Kuranın Allah’ın kelamı ve Cebrailin kavli olması aşamaları işin fizikötesi
boyutunu oluştururken, Hz. Peygamber’in sözü olması, bu boyut ile fizik boyutu
arasında bir yer işgal etmektedir. Fizik boyutta ise sırasıyla, Kur’an’ın, Hz.
Peygamber’in vefatından hemen önceki durumu; Hz. Ebu Bekir devrindeki derleme
faaliyeti ve Hz. Osman devrindeki ikinci derleme faaliyeti yer almaktadır.
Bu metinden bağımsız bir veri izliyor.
//! Tunnel relay: public reachability through one outbound connection.
//!
//! The [`RelayManager`] registers this server with the cloud control plane,
//! keeps a single WebSocket tunnel to the assigned relay host alive, and runs
//! a [`Multiplexer`] over it. Two kinds of traffic share the tunnel:
//!
//! - **HTTP exchanges**: one relayed request, one correlated response, served
//!   by the [`HttpProxy`] against the local backend or frontend port.
//! - **Virtual streams**: long-lived byte channels (forwarded WebSocket
//!   connections) handed to the local WebSocket endpoint.
//!
//! ## Submodules
//!
//! | Module     | Role                                                  |
//! |------------|-------------------------------------------------------|
//! | `store`    | Registration record on disk (`relay.json`)            |
//! | `client`   | Control-plane register / refresh / announcement calls |
//! | `frame`    | Tunnel frame and handshake wire types                 |
//! | `stream`   | Virtual streams and the serialized tunnel writer      |
//! | `mux`      | Frame demultiplexer for one tunnel connection         |
//! | `http`     | Loopback HTTP proxy for relayed requests              |
//! | `backoff`  | Reconnect delay policy                                |
//! | `manager`  | Start / stop and the supervised reconnect loop        |

pub mod backoff;
pub mod client;
pub mod frame;
pub mod http;
pub mod manager;
pub mod mux;
pub mod store;
pub mod stream;

use tokio_tungstenite::tungstenite;

pub use client::{RegistrationClient, RegistrationError};
pub use http::HttpProxy;
pub use manager::RelayManager;
pub use mux::{Multiplexer, RequestHandler};
pub use store::{ConfigStore, RegistrationRecord};
pub use stream::VirtualStream;

/// Why a relay operation or tunnel connection ended.
#[derive(Debug, thiserror::Error)]
pub enum RelayError {
    #[error("relay config store: {0}")]
    Store(#[from] std::io::Error),
    #[error(transparent)]
    Registration(#[from] RegistrationError),
    #[error("failed to dial relay: {0}")]
    Dial(Box<tungstenite::Error>),
    #[error("tunnel transport error: {0}")]
    WebSocket(Box<tungstenite::Error>),
    #[error("relay rejected registration: {0}")]
    Rejected(String),
    #[error("undecodable frame: {0}")]
    Decode(#[from] serde_json::Error),
    #[error("frame of {0} bytes exceeds the size limit")]
    FrameTooLarge(usize),
    #[error("timed out connecting to relay")]
    Timeout,
    #[error("tunnel connection closed")]
    ConnectionClosed,
    #[error("cancelled")]
    Cancelled,
}

impl From<tungstenite::Error> for RelayError {
    fn from(e: tungstenite::Error) -> Self {
        match e {
            tungstenite::Error::ConnectionClosed | tungstenite::Error::AlreadyClosed => {
                Self::ConnectionClosed
            }
            other => Self::WebSocket(Box::new(other)),
        }
    }
}

#[cfg(test)]
pub(crate) mod testing {
    use std::net::SocketAddr;

    use tokio::io::DuplexStream;
    use tokio_tungstenite::tungstenite::protocol::Role;
    use tokio_tungstenite::WebSocketStream;

    /// Serve `app` on an ephemeral loopback port.
    pub async fn serve_loopback(app: axum::Router) -> SocketAddr {
        let listener = tokio::net::TcpListener::bind("127.0.0.1:0").await.unwrap();
        let addr = listener.local_addr().unwrap();
        tokio::spawn(async move {
            axum::serve(listener, app).await.unwrap();
        });
        addr
    }

    /// In-memory tunnel: (local side, relay side).
    pub async fn tunnel_pair() -> (
        WebSocketStream<DuplexStream>,
        WebSocketStream<DuplexStream>,
    ) {
        let (a, b) = tokio::io::duplex(1 << 20);
        let local = WebSocketStream::from_raw_socket(a, Role::Client, None).await;
        let relay = WebSocketStream::from_raw_socket(b, Role::Server, None).await;
        (local, relay)
    }
}
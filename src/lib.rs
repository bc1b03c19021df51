//! agmem — content-addressed version control for AI-agent memory artifacts
//!
//! Memory files live in three semantic classes derived from their top-level
//! directory under the working root (`current/`):
//!
//! - `episodic/` — time-stamped event logs
//! - `semantic/` — facts and preferences
//! - `procedural/` — workflows and checklists
//!
//! The crate provides Git-style commit history, branching, three-way
//! memory-type-aware merging, pack files with delta compression, remote
//! synchronization over a pluggable transport, and cryptographic integrity
//! (Merkle roots, Ed25519 signatures, a hash-chained audit log, optional
//! AES-256-GCM encryption at rest).
//!
//! The entry point is [`areas::repository::Repository`]: open or initialize
//! a repository, then drive every operation through the handle. All public
//! operations are synchronous and return [`errors::Error`] values; nothing
//! in the core panics on user input.

pub mod areas;
pub mod artifacts;
pub mod errors;

pub use areas::repository::Repository;
pub use errors::{Error, Result};
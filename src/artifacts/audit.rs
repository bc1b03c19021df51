//! Tamper-evident audit log
//!
//! Append-only, hash-chained journal of every operation that changes
//! repository state. Each entry records
//! `(seq, op, fields, prev_entry_hash, entry_hash)` where
//! `entry_hash = SHA-256(seq ‖ op ‖ fields ‖ prev_entry_hash)`; editing any
//! entry invalidates its own hash and every later one.
//!
//! ## File format
//!
//! One entry per line in `.mem/audit/log`:
//! ```text
//! <seq>\t<entry_hash>\t<payload_json>
//! ```
//! The payload carries the operation, its fields, the previous hash, and a
//! UTC timestamp. Writes are flushed and fsynced before returning.

use std::io::Write;
use std::path::{Path, PathBuf};

use chrono::{DateTime, Utc};
use derive_new::new;
use serde::{Deserialize, Serialize};
use sha2::{Digest, Sha256};

use crate::artifacts::objects::object_id::ObjectId;
use crate::errors::{Error, Result};

/// Operations recorded in the audit log.
#[derive(Debug, Clone, Copy, PartialEq, Eq, Serialize, Deserialize)]
#[serde(rename_all = "lowercase")]
pub enum AuditOp {
    Init,
    Stage,
    Commit,
    Checkout,
    Merge,
    Reset,
    Push,
    Pull,
    Config,
    Tag,
    Branch,
    Resolve,
    Gc,
}

impl AuditOp {
    pub fn as_str(&self) -> &str {
        match self {
            AuditOp::Init => "init",
            AuditOp::Stage => "stage",
            AuditOp::Commit => "commit",
            AuditOp::Checkout => "checkout",
            AuditOp::Merge => "merge",
            AuditOp::Reset => "reset",
            AuditOp::Push => "push",
            AuditOp::Pull => "pull",
            AuditOp::Config => "config",
            AuditOp::Tag => "tag",
            AuditOp::Branch => "branch",
            AuditOp::Resolve => "resolve",
            AuditOp::Gc => "gc",
        }
    }
}

/// Payload serialized into each audit line.
#[derive(Debug, Clone, PartialEq, Serialize, Deserialize)]
pub struct AuditPayload {
    pub op: AuditOp,
    /// Op-specific identifiers: hashes, refs, paths
    pub fields: serde_json::Value,
    pub prev_hash: String,
    pub timestamp: DateTime<Utc>,
}

/// A parsed audit entry.
#[derive(Debug, Clone, PartialEq)]
pub struct AuditEntry {
    pub seq: u64,
    pub entry_hash: String,
    pub payload: AuditPayload,
}

/// Append-only audit log rooted at `.mem/audit`.
#[derive(Debug, new)]
pub struct AuditLog {
    /// Path to the audit directory (typically `.mem/audit`)
    path: Box<Path>,
}

impl AuditLog {
    fn log_path(&self) -> PathBuf {
        self.path.join("log")
    }

    /// Append one entry; flushed and fsynced before returning.
    ///
    /// # Arguments
    ///
    /// * `op` - the operation being recorded
    /// * `fields` - op-specific identifiers (hashes, refs, paths)
    pub fn append(&self, op: AuditOp, fields: serde_json::Value) -> Result<()> {
        std::fs::create_dir_all(&self.path)?;

        let (seq, prev_hash) = match self.last_entry()? {
            Some(last) => (last.seq + 1, last.entry_hash),
            None => (0, String::new()),
        };

        let payload = AuditPayload {
            op,
            fields,
            prev_hash: prev_hash.clone(),
            timestamp: Utc::now(),
        };
        let entry_hash = Self::entry_hash(seq, &payload)?;
        let line = format!("{seq}\t{entry_hash}\t{}\n", serde_json::to_string(&payload)?);

        let mut file = std::fs::OpenOptions::new()
            .create(true)
            .append(true)
            .open(self.log_path())?;
        file.write_all(line.as_bytes())?;
        file.sync_all()?;
        Ok(())
    }

    /// Convenience: record an op with a single object id field.
    pub fn append_object(&self, op: AuditOp, key: &str, oid: &ObjectId) -> Result<()> {
        self.append(op, serde_json::json!({ key: oid.as_ref() }))
    }

    /// All entries, oldest first. Lines are parsed but not re-verified.
    pub fn entries(&self) -> Result<Vec<AuditEntry>> {
        let path = self.log_path();
        if !path.exists() {
            return Ok(Vec::new());
        }

        let raw = std::fs::read_to_string(path)?;
        let mut entries = Vec::new();
        for (line_no, line) in raw.lines().enumerate() {
            let line = line.trim();
            if line.is_empty() {
                continue;
            }
            entries.push(Self::parse_line(line, line_no as u64)?);
        }
        Ok(entries)
    }

    /// Newest entries first, capped at `max_entries`.
    pub fn read_recent(&self, max_entries: usize) -> Result<Vec<AuditEntry>> {
        let mut entries = self.entries()?;
        entries.reverse();
        entries.truncate(max_entries);
        Ok(entries)
    }

    /// Verify the whole chain.
    ///
    /// Recomputes every entry hash and checks the previous-hash links; the
    /// first mismatch fails with `AuditCorrupt` at that sequence number.
    ///
    /// # Returns
    ///
    /// The number of verified entries.
    pub fn verify(&self) -> Result<u64> {
        let entries = self.entries()?;
        let mut prev_hash = String::new();

        for (position, entry) in entries.iter().enumerate() {
            let corrupt = || Error::AuditCorrupt { seq: entry.seq };

            if entry.seq != position as u64 || entry.payload.prev_hash != prev_hash {
                return Err(corrupt());
            }
            let expected = Self::entry_hash(entry.seq, &entry.payload)?;
            if expected != entry.entry_hash {
                return Err(corrupt());
            }
            prev_hash = entry.entry_hash.clone();
        }

        Ok(entries.len() as u64)
    }

    fn last_entry(&self) -> Result<Option<AuditEntry>> {
        let path = self.log_path();
        if !path.exists() {
            return Ok(None);
        }
        let raw = std::fs::read_to_string(path)?;
        let Some(line) = raw.lines().rev().find(|line| !line.trim().is_empty()) else {
            return Ok(None);
        };
        Ok(Some(Self::parse_line(line.trim(), 0)?))
    }

    fn parse_line(line: &str, line_no: u64) -> Result<AuditEntry> {
        let corrupt = || Error::AuditCorrupt { seq: line_no };

        let mut parts = line.splitn(3, '\t');
        let seq: u64 = parts
            .next()
            .and_then(|s| s.parse().ok())
            .ok_or_else(corrupt)?;
        let entry_hash = parts.next().ok_or_else(corrupt)?.to_string();
        let payload: AuditPayload =
            serde_json::from_str(parts.next().ok_or_else(corrupt)?).map_err(|_| corrupt())?;

        Ok(AuditEntry {
            seq,
            entry_hash,
            payload,
        })
    }

    /// `entry_hash = SHA-256(seq ‖ op ‖ fields ‖ prev_entry_hash)`
    fn entry_hash(seq: u64, payload: &AuditPayload) -> Result<String> {
        let mut hasher = Sha256::new();
        hasher.update(seq.to_be_bytes());
        hasher.update(payload.op.as_str().as_bytes());
        hasher.update(serde_json::to_string(&payload.fields)?.as_bytes());
        hasher.update(payload.prev_hash.as_bytes());
        let digest: [u8; 32] = hasher.finalize().into();
        Ok(ObjectId::from_raw(&digest).as_ref().to_string())
    }
}
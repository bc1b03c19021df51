//! Overlapping semantic edits conflict and gate commits until resolved

use crate::common::{TestRepo, commit_file, read_file, repo, write_file};
use agmem::Error;
use agmem::areas::repository::MergeOutcome;
use agmem::artifacts::merge::state::Resolution;
use pretty_assertions::assert_eq;
use rstest::rstest;

fn conflicted_repo(repo: &TestRepo) -> MergeOutcome {
    commit_file(&repo.repo, "semantic/fact.md", "X is unknown\n", "base");
    repo.repo.create_branch("a").unwrap();
    repo.repo.create_branch("b").unwrap();

    repo.repo.checkout("a").unwrap();
    commit_file(&repo.repo, "semantic/fact.md", "X is red\n", "red");

    repo.repo.checkout("b").unwrap();
    commit_file(&repo.repo, "semantic/fact.md", "X is blue\n", "blue");

    repo.repo.checkout("a").unwrap();
    repo.repo.merge("b").unwrap()
}

#[rstest]
fn overlapping_edits_conflict_with_markers(repo: TestRepo) {
    let outcome = conflicted_repo(&repo);
    assert_eq!(outcome, MergeOutcome::Conflicted { conflicts: 1 });

    // merge state is recorded
    assert!(repo.repo.is_merging());
    let state = repo.repo.merge_status().unwrap().unwrap();
    assert_eq!(state.conflicts.len(), 1);
    assert_eq!(state.conflicts[0].path, "semantic/fact.md");
    assert_eq!(state.conflicts[0].strategy, "semantic");

    // the working file carries the literal markers
    assert_eq!(
        read_file(&repo.repo, "semantic/fact.md"),
        "<<<<<<< ours\nX is red\n=======\nX is blue\n>>>>>>> theirs\n"
    );

    // commits are refused while MERGING
    write_file(&repo.repo, "semantic/fact.md", "X is purple\n");
    repo.repo.stage("semantic/fact.md").unwrap();
    assert!(matches!(
        repo.repo.commit("try anyway"),
        Err(Error::MergingState)
    ));
}

#[rstest]
fn resolving_ours_completes_the_merge(repo: TestRepo) {
    conflicted_repo(&repo);

    let completed = repo
        .repo
        .resolve_conflict("semantic/fact.md", Resolution::Ours)
        .unwrap();
    let merge_commit = completed.expect("last resolution completes the merge");

    assert!(!repo.repo.is_merging());
    assert_eq!(read_file(&repo.repo, "semantic/fact.md"), "X is red\n");

    let commit = repo.repo.database().require_commit(&merge_commit).unwrap();
    assert_eq!(commit.parents().len(), 2);
}

#[rstest]
fn resolving_both_keeps_both_sides(repo: TestRepo) {
    conflicted_repo(&repo);

    repo.repo
        .resolve_conflict("semantic/fact.md", Resolution::Both)
        .unwrap();

    assert_eq!(
        read_file(&repo.repo, "semantic/fact.md"),
        "X is red\nX is blue\n"
    );
    assert!(!repo.repo.is_merging());
}

#[rstest]
fn non_overlapping_semantic_edits_merge_cleanly(repo: TestRepo) {
    commit_file(
        &repo.repo,
        "semantic/fact.md",
        "color: unknown\nsize: unknown\nshape: unknown\n",
        "base",
    );
    repo.repo.create_branch("a").unwrap();
    repo.repo.create_branch("b").unwrap();

    repo.repo.checkout("a").unwrap();
    commit_file(
        &repo.repo,
        "semantic/fact.md",
        "color: red\nsize: unknown\nshape: unknown\n",
        "color",
    );

    repo.repo.checkout("b").unwrap();
    commit_file(
        &repo.repo,
        "semantic/fact.md",
        "color: unknown\nsize: unknown\nshape: round\n",
        "shape",
    );

    repo.repo.checkout("a").unwrap();
    let outcome = repo.repo.merge("b").unwrap();
    assert!(matches!(outcome, MergeOutcome::Merged { .. }));
    assert_eq!(
        read_file(&repo.repo, "semantic/fact.md"),
        "color: red\nsize: unknown\nshape: round\n"
    );
}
Kuran-ı Kerim elimizdeki kitap formunu bu altı aşamayı geçirdikten sonra
kazanmıştır.” (s. 53)
Hadi diyelim ki öyle. Peki fizik ve
fizik ötesi arasında orta bir yer neresidir ve bu bir kitap için ne anlam ifade
eder, hakikat değeri var mıdır?
Yazar’a göre; Kur'an altılı bir aşama
geçirdikten sonra kitap formu kazanmıştır. Peygamberin vefatı, Ebu Bekir ve
Osman dönemi aşamaları fiziki alemdeki aşamalar iken diğer üç aşama ise fizik
ötesi boyutunu gösteriyor(muş). Muhtemelen, kelamın Allah'tan çıkışı ve
Cebrail'e intikali birinci aşamayı, Cebrail'den peygambere intikali ikinci
aşamayı ve peygamberden insanlara intikali ise üçüncü aşamayı kastediyor
olmalı. Son üç aşamanın fiziki bir kitabı çağrıştırdığı yönünde bir okuma yapan
yazar fiziki aşamalarını "Kur'an'ın kitabiyeti" şeklinde
tanımlamaktadır. Ancak hemen ifade edilmelidir ki kutsal kitaplar dışında,
hiçbir kitap iddia edildiği gibi böyle aşamalardan geçerek kitap olmaz. Kuran’da
geçen kitap lafızları da bu anlamı destekleyecek herhangi bir veri
sunmaz. Eğer burada söz konusu edilen
Mushaf ise -ki kastının bu olduğu anlaşılıyor- bunun da Kuran’da geçen kitap
ifadesiyle doğrudan değil dolaylı bir ilgisi bulunmaktadır. Bir form olarak, yarısı fizik
yarısı metafizik yarısı da fizik ve metafizik karışımı orta konumda bir kitap
mı olur, demeyin. Aslında yazar kitap kavramı Kuran'daki şeklini değil Mushaf’ı baz alarak anlatmaktadır zira Kur’an’da kitap kavramının medlülleri
konusunda zaten emin de değildir:
- · “Ne var ki Kuran’daki kitap lafızlarının tam ve kesin olarak
nelere delalet ettiği hususunda bir görüş birliği bulunmamaktadır.” (s. 53).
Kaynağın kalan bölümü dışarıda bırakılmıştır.